__The problem__.
Only the lines from the top of the data through the one with "use std::time::Duration;" are to be written out, each exactly as it stands.

Extracted data entries
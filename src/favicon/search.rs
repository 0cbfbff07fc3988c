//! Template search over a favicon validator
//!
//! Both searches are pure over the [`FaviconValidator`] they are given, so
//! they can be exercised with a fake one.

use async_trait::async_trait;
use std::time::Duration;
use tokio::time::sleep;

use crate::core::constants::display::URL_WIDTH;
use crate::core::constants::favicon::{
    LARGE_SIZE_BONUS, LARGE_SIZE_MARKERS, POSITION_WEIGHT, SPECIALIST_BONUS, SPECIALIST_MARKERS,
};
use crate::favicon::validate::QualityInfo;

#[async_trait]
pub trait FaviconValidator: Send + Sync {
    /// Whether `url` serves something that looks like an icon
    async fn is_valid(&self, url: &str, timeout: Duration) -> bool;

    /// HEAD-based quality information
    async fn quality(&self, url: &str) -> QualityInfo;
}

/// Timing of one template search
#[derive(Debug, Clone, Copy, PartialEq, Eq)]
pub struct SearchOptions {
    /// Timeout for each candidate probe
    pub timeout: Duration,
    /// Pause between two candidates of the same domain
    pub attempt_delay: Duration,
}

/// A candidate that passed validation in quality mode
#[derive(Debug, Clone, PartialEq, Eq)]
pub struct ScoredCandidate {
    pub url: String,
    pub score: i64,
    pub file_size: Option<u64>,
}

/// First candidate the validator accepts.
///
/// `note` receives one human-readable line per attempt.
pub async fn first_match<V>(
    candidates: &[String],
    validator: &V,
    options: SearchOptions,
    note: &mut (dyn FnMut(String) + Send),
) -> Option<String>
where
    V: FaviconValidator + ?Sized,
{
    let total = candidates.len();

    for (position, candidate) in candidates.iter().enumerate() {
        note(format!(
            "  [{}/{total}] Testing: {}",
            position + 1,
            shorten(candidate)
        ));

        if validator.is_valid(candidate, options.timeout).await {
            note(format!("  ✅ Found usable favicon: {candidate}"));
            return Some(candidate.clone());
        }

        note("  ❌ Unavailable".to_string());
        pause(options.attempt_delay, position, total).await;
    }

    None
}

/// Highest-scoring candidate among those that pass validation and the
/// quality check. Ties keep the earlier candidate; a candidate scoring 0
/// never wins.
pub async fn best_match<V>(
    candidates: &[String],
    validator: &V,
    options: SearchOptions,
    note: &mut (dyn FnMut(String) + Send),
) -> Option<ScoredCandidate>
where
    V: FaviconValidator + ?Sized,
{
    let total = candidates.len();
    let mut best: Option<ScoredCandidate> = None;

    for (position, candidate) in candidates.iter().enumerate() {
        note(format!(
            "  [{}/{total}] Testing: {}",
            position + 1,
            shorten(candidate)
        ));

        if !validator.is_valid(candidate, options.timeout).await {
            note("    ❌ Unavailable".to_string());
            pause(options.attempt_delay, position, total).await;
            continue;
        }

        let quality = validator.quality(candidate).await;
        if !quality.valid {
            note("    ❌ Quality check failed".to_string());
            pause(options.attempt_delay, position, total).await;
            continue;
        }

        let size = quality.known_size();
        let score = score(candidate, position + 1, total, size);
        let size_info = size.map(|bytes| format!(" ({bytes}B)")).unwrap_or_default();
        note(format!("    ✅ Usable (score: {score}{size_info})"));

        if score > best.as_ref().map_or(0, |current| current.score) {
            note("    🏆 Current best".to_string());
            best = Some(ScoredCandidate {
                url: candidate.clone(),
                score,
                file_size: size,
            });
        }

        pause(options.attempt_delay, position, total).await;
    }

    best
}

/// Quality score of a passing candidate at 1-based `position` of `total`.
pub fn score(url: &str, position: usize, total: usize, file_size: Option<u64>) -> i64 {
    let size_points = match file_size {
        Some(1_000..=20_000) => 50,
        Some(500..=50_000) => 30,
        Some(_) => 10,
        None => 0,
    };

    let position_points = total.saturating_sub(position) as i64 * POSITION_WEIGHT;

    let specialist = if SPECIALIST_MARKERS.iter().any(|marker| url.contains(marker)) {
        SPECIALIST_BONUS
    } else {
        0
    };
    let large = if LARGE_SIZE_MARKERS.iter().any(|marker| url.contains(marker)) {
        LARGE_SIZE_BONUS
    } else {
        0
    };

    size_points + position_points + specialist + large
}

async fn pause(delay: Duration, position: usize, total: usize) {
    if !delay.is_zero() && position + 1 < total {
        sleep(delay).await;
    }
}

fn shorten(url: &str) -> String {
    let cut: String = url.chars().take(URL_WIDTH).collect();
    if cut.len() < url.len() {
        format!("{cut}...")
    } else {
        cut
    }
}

__Exercise result__.
filename src/favicon/search.rs
repository 0cbfbff07fc3988c
//! Template search over a favicon validator
//!
//! Both searches are pure over the [`FaviconValidator`] they are given, so
//! they can be exercised with a fake one.

use async_trait::async_trait;
use std::time::Duration;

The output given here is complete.